AUSTIN, Texas -- With an $11 million grant from the Defense Advanced Research Projects Agency and collaborative support from IBM Corp.'s Austin Research Lab, a team of computer architects at the University of Texas here plans to develop prototypes of an adaptive, grid-like processor that exploits instruction-level parallelism.
The group developing Trips, or the Tera-op Reliable Intelligently Adaptive Processing System, expects to have operational prototypes ready by the end of 2005 and is looking for commercial partners willing to bring the technology to market.
The prototypes will include four Trips processors, each containing 16 execution units laid out in a 4 x 4 grid. By the end of the decade, when 32-nanometer process technology is available, the goal is to have tens of processing units on a single die, delivering more than 1 trillion operations per second.
"One key question is, Will this novel architecture perform well on a variety of commercial applications?" said Jeff Burns, a project leader on the Trips program at IBM Research. IBM, he said, "is mapping commercial applications to this polymorphic architecture. We want to see if it will do what they [the team leaders] think it will do."
IBM also is applying its simulation, workload-evaluation and tuning tools. Burns said the company will develop targeted design tools built to keep power under control and will put them to work devising a power grid that turns off the power supply whenever possible.
Trips is the brainchild of Doug Burger and Steve Keckler, who came to UT-Austin five years ago with freshly minted PhDs and a shared belief that increasing wire delays would limit the ability to scale the performance of conventional processor architectures. They argued that moving data back and forth from a deeply pipelined processing unit to a large cache wasn't going to work well when wiring delays " for example, at the 32-nm technology node " would limit single-clock-cycle access to only about 1 percent of the die area.
The pair set out to develop a grid processor architecture and proposed it to Darpa's polymorphous computer architectures program. Polymorphism implies that hardware should adjust to the different applications and different workloads running on it.
Over the past three years, the two assistant professors have been joined by dozens of collaborators at the university and at IBM's research lab here.

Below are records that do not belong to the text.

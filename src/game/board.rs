use crate::config::KIND_COUNT;
use crate::game::BoardError;

// Occupied squares hold a kind id 1..=7.
pub const EMPTY: u8 = 0;

/// The locked-cell grid. Row-major; `y` grows downwards.
#[derive(Clone, Debug, PartialEq, Eq)]
pub struct Board {
    width: usize,
    height: usize,
    cells: Vec<u8>,
}

impl Board {
    pub(crate) fn new(width: usize, height: usize) -> Self {
        Self {
            width,
            height,
            cells: vec![EMPTY; width * height],
        }
    }

    pub fn width(&self) -> usize {
        self.width
    }

    pub fn height(&self) -> usize {
        self.height
    }

    fn idx(&self, x: i32, y: i32) -> Option<usize> {
        if x < 0 || y < 0 {
            return None;
        }
        let (xu, yu) = (x as usize, y as usize);
        if xu >= self.width || yu >= self.height {
            return None;
        }
        Some(yu * self.width + xu)
    }

    pub fn get(&self, x: i32, y: i32) -> Option<u8> {
        self.idx(x, y).map(|i| self.cells[i])
    }

    pub fn is_occupied(&self, x: i32, y: i32) -> bool {
        matches!(self.get(x, y), Some(v) if v != EMPTY)
    }

    pub fn set(&mut self, x: i32, y: i32, value: u8) -> Result<(), BoardError> {
        if value > KIND_COUNT {
            return Err(BoardError::InvariantViolation(format!(
                "cell value {value} is not a kind id"
            )));
        }
        let idx = self.idx(x, y).ok_or_else(|| {
            BoardError::InvariantViolation(format!(
                "cell ({x}, {y}) is outside a {} x {} board",
                self.width, self.height
            ))
        })?;
        self.cells[idx] = value;
        Ok(())
    }

    // Seeds a whole row; used by tests and setup code.
    pub fn fill_row(&mut self, y: usize, value: u8) -> Result<(), BoardError> {
        if y >= self.height {
            return Err(BoardError::InvariantViolation(format!(
                "row {y} is outside a board of height {}",
                self.height
            )));
        }
        for x in 0..self.width {
            self.set(x as i32, y as i32, value)?;
        }
        Ok(())
    }

    pub fn row(&self, y: usize) -> Option<&[u8]> {
        if y >= self.height {
            return None;
        }
        let start = y * self.width;
        Some(&self.cells[start..start + self.width])
    }

    pub fn rows(&self) -> impl Iterator<Item = &[u8]> {
        self.cells.chunks(self.width)
    }

    // Both row predicates are false for rows off the board.
    pub fn is_row_full(&self, y: usize) -> bool {
        self.row(y).is_some_and(|r| r.iter().all(|&c| c != EMPTY))
    }

    pub fn is_row_empty(&self, y: usize) -> bool {
        self.row(y).is_some_and(|r| r.iter().all(|&c| c == EMPTY))
    }

    // Single bottom-up pass; rows vacated at the top are zero-filled.
    pub(crate) fn compact(&mut self) -> u32 {
        let w = self.width;
        let mut write = self.height;
        let mut cleared = 0;
        for read in (0..self.height).rev() {
            if self.is_row_full(read) {
                cleared += 1;
                continue;
            }
            write -= 1;
            if write != read {
                self.cells.copy_within(read * w..(read + 1) * w, write * w);
            }
        }
        self.cells[..write * w].fill(EMPTY);
        cleared
    }
}
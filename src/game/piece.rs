use rand::Rng;

use crate::config::SHAPE_SIZE;
use crate::game::BoardError;

// shape[y][x] == 1 marks a block.
pub type Shape = [[u8; SHAPE_SIZE]; SHAPE_SIZE];

const O_SHAPE: Shape = [[0, 0, 0, 0], [0, 1, 1, 0], [0, 1, 1, 0], [0, 0, 0, 0]];
const I_SHAPE: Shape = [[0, 0, 0, 0], [1, 1, 1, 1], [0, 0, 0, 0], [0, 0, 0, 0]];
const S_SHAPE: Shape = [[0, 0, 0, 0], [0, 1, 1, 0], [1, 1, 0, 0], [0, 0, 0, 0]];
const Z_SHAPE: Shape = [[0, 0, 0, 0], [1, 1, 0, 0], [0, 1, 1, 0], [0, 0, 0, 0]];
const T_SHAPE: Shape = [[0, 0, 0, 0], [1, 1, 1, 0], [0, 1, 0, 0], [0, 0, 0, 0]];
const L_SHAPE: Shape = [[0, 0, 0, 0], [1, 1, 1, 0], [1, 0, 0, 0], [0, 0, 0, 0]];
const J_SHAPE: Shape = [[0, 0, 0, 0], [1, 1, 1, 0], [0, 0, 1, 0], [0, 0, 0, 0]];

/// The seven piece kinds. The discriminant is the id written into the board.
#[derive(Clone, Copy, Debug, PartialEq, Eq, Hash)]
#[repr(u8)]
pub enum PieceKind {
    O = 1,
    I = 2,
    S = 3,
    Z = 4,
    T = 5,
    L = 6,
    J = 7,
}

impl PieceKind {
    pub const ALL: [PieceKind; 7] = [
        PieceKind::O,
        PieceKind::I,
        PieceKind::S,
        PieceKind::Z,
        PieceKind::T,
        PieceKind::L,
        PieceKind::J,
    ];

    pub fn id(self) -> u8 {
        self as u8
    }

    pub fn from_id(id: u8) -> Result<Self, BoardError> {
        match id {
            1 => Ok(PieceKind::O),
            2 => Ok(PieceKind::I),
            3 => Ok(PieceKind::S),
            4 => Ok(PieceKind::Z),
            5 => Ok(PieceKind::T),
            6 => Ok(PieceKind::L),
            7 => Ok(PieceKind::J),
            _ => Err(BoardError::InvariantViolation(format!(
                "piece kind id {id} is outside 1..=7"
            ))),
        }
    }

    // By value, so rotating a piece never touches the template.
    pub fn template(self) -> Shape {
        match self {
            PieceKind::O => O_SHAPE,
            PieceKind::I => I_SHAPE,
            PieceKind::S => S_SHAPE,
            PieceKind::Z => Z_SHAPE,
            PieceKind::T => T_SHAPE,
            PieceKind::L => L_SHAPE,
            PieceKind::J => J_SHAPE,
        }
    }

    pub fn is_half_turn_symmetric(self) -> bool {
        matches!(self, PieceKind::O)
    }
}

pub fn random_kind<R: Rng + ?Sized>(rng: &mut R) -> PieceKind {
    PieceKind::ALL[rng.gen_range(0..PieceKind::ALL.len())]
}

/// Quarter turn clockwise inside the 4x4 box: `(y, x)` moves to `(3 - x, y)`.
pub fn rotate_shape(shape: &Shape) -> Shape {
    let mut next = [[0; SHAPE_SIZE]; SHAPE_SIZE];
    for (y, row) in shape.iter().enumerate() {
        for (x, &cell) in row.iter().enumerate() {
            if cell != 0 {
                next[SHAPE_SIZE - 1 - x][y] = 1;
            }
        }
    }
    next
}

/// The active piece: kind, top-left anchor of its box, and working shape.
///
/// The anchor may sit outside the board while a move is being tried.
#[derive(Clone, Debug, PartialEq, Eq)]
pub struct Piece {
    pub kind: PieceKind,
    pub x: i32,
    pub y: i32,
    pub shape: Shape,
}

impl Piece {
    pub fn new(kind: PieceKind, x: i32, y: i32) -> Self {
        Self {
            kind,
            x,
            y,
            shape: kind.template(),
        }
    }

    pub fn cells(&self) -> impl Iterator<Item = (i32, i32)> + '_ {
        self.shape.iter().enumerate().flat_map(move |(dy, row)| {
            row.iter()
                .enumerate()
                .filter(|(_, cell)| **cell != 0)
                .map(move |(dx, _)| (self.x + dx as i32, self.y + dy as i32))
        })
    }

    pub fn rotate(&mut self) {
        self.shape = rotate_shape(&self.shape);
    }

    pub fn rotated(&self) -> Self {
        let mut next = self.clone();
        next.rotate();
        next
    }

    pub fn shifted(&self, dx: i32, dy: i32) -> Self {
        let mut next = self.clone();
        next.x += dx;
        next.y += dy;
        next
    }
}
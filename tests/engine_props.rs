//! Property tests for the board engine invariants.

use blockfall::{BoardError, Game, Piece, PieceKind, MAX_DIM, MIN_DIM};
use proptest::prelude::*;

fn any_kind() -> impl Strategy<Value = PieceKind> {
    prop::sample::select(PieceKind::ALL.to_vec())
}

proptest! {
    #[test]
    fn valid_dimensions_always_build(h in MIN_DIM..=MAX_DIM, w in MIN_DIM..=MAX_DIM) {
        let game = Game::new(h, w).unwrap();
        prop_assert_eq!(game.height(), h);
        prop_assert_eq!(game.width(), w);
        prop_assert_eq!(game.score(), 0);
        prop_assert_eq!(game.lines_cleared(), 0);
    }

    #[test]
    fn oversized_dimensions_never_build(h in 0usize..200, w in 51usize..200) {
        prop_assert_eq!(
            Game::new(h, w).err(),
            Some(BoardError::Configuration { height: h, width: w })
        );
        prop_assert_eq!(
            Game::new(w, h).err(),
            Some(BoardError::Configuration { height: w, width: h })
        );
    }

    #[test]
    fn rotating_four_times_is_identity(kind in any_kind(), turns in 0usize..4) {
        let mut piece = Piece::new(kind, 0, 0);
        for _ in 0..turns {
            piece.rotate();
        }
        let start = piece.shape;
        for _ in 0..4 {
            piece.rotate();
        }
        prop_assert_eq!(piece.shape, start);
    }

    #[test]
    fn validity_is_stable_and_cellwise(
        seed in any::<u64>(),
        kind in any_kind(),
        x in -5i32..25,
        y in -5i32..25,
        blocks in prop::collection::vec((0i32..20, 0i32..20), 0..30),
    ) {
        let mut game = Game::with_seed(20, 20, seed).unwrap();
        for (bx, by) in blocks {
            game.board_mut().set(bx, by, 2).unwrap();
        }
        *game.piece_mut() = Piece::new(kind, x, y);

        let expected = game
            .piece()
            .cells()
            .all(|(cx, cy)| (0..20).contains(&cx) && (0..20).contains(&cy) && !game.board().is_occupied(cx, cy));
        let first = game.in_bounds();
        prop_assert_eq!(first, expected);
        for _ in 0..3 {
            prop_assert_eq!(game.in_bounds(), first);
            prop_assert_eq!(game.has_hit_pile(), !first);
        }
    }

    #[test]
    fn drops_keep_the_board_consistent(seed in any::<u64>(), drops in 1usize..40) {
        let mut game = Game::with_seed(12, 8, seed).unwrap();
        let mut last_score = 0;
        let mut last_lines = 0;
        for _ in 0..drops {
            if game.is_game_over() {
                break;
            }
            game.hard_drop();
            prop_assert!(game.score() >= last_score);
            prop_assert!(game.lines_cleared() >= last_lines);
            last_score = game.score();
            last_lines = game.lines_cleared();
            for y in 0..game.height() {
                prop_assert!(!game.board().is_row_full(y));
            }
            prop_assert!(game.board().rows().flatten().all(|&c| c <= 7));
        }
    }
}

Trips is a general-purpose architecture that adapts to various types of applications through the use of different levels of parallelism at the instruction, thread and data levels. It offers a great deal more instruction-level parallelism than conventional designs, so that even single-thread applications can run faster, said Chuck Moore, a senior research fellow at the university, working with Keckler and Burger, who earlier was chief engineer at IBM's Power4 processor design team here.
"Conventional machines are made to run faster as they become more deeply pipelined. The Trips machine has lots of instructions running in parallel," Moore said.
Software is getting harder to write and is far more costly. And for software engineers, conventional hardware is becoming "harder to optimize to," Moore said. "Our thinking is that the hardware really ought to adapt to the software running on it, so Trips morphs to the characteristics of the software running on it."
The architects also took advantage of regularity and structural reuse, using an execution-unit component many times. Since each component, about 1 square millimeter in size, is nearby its neighbors, the approach minimizes the long clock delays on conventional designs, which Moore said will become increasingly problematic over the rest of this decade.
"The regularity of this design means that each of these tiles is designed to be accessed within a single clock cycle. Only if you leave this local region does it takes more than one clock cycle," Moore explained.
UT's Keckler said the approach relies on the compiler to choose which pool of tiles an instruction gets placed on. That operation communicates with another nearby, so that if an operation needs the result of a second operation, the compiler will place them on nearby tiles. "We are not limited to one deep, skinny pipeline," he said.
The execution units and instructions form a "tree of dependencies. We get a chained-execution-units effect, so that now the critical path of those instructions executes in data order," Keckler said.
On Trips, a traditional program is compiled so that the program breaks down into hyperblocks. The machine loads the blocks so that they go down trees of interconnected execution units. As one instruction is executed, the next one is loaded, and so on.
"The program is compiled into hyperblocks [of instructions], loads them onto the grid of execution units, then loads the next one," Burger said. "Older machines used to do that with a single instruction; we're doing it with large blocks of instructions."
Each execution unit has a limited amount of instruction and data cache, memory that is similar to an extended buffer or register, he said.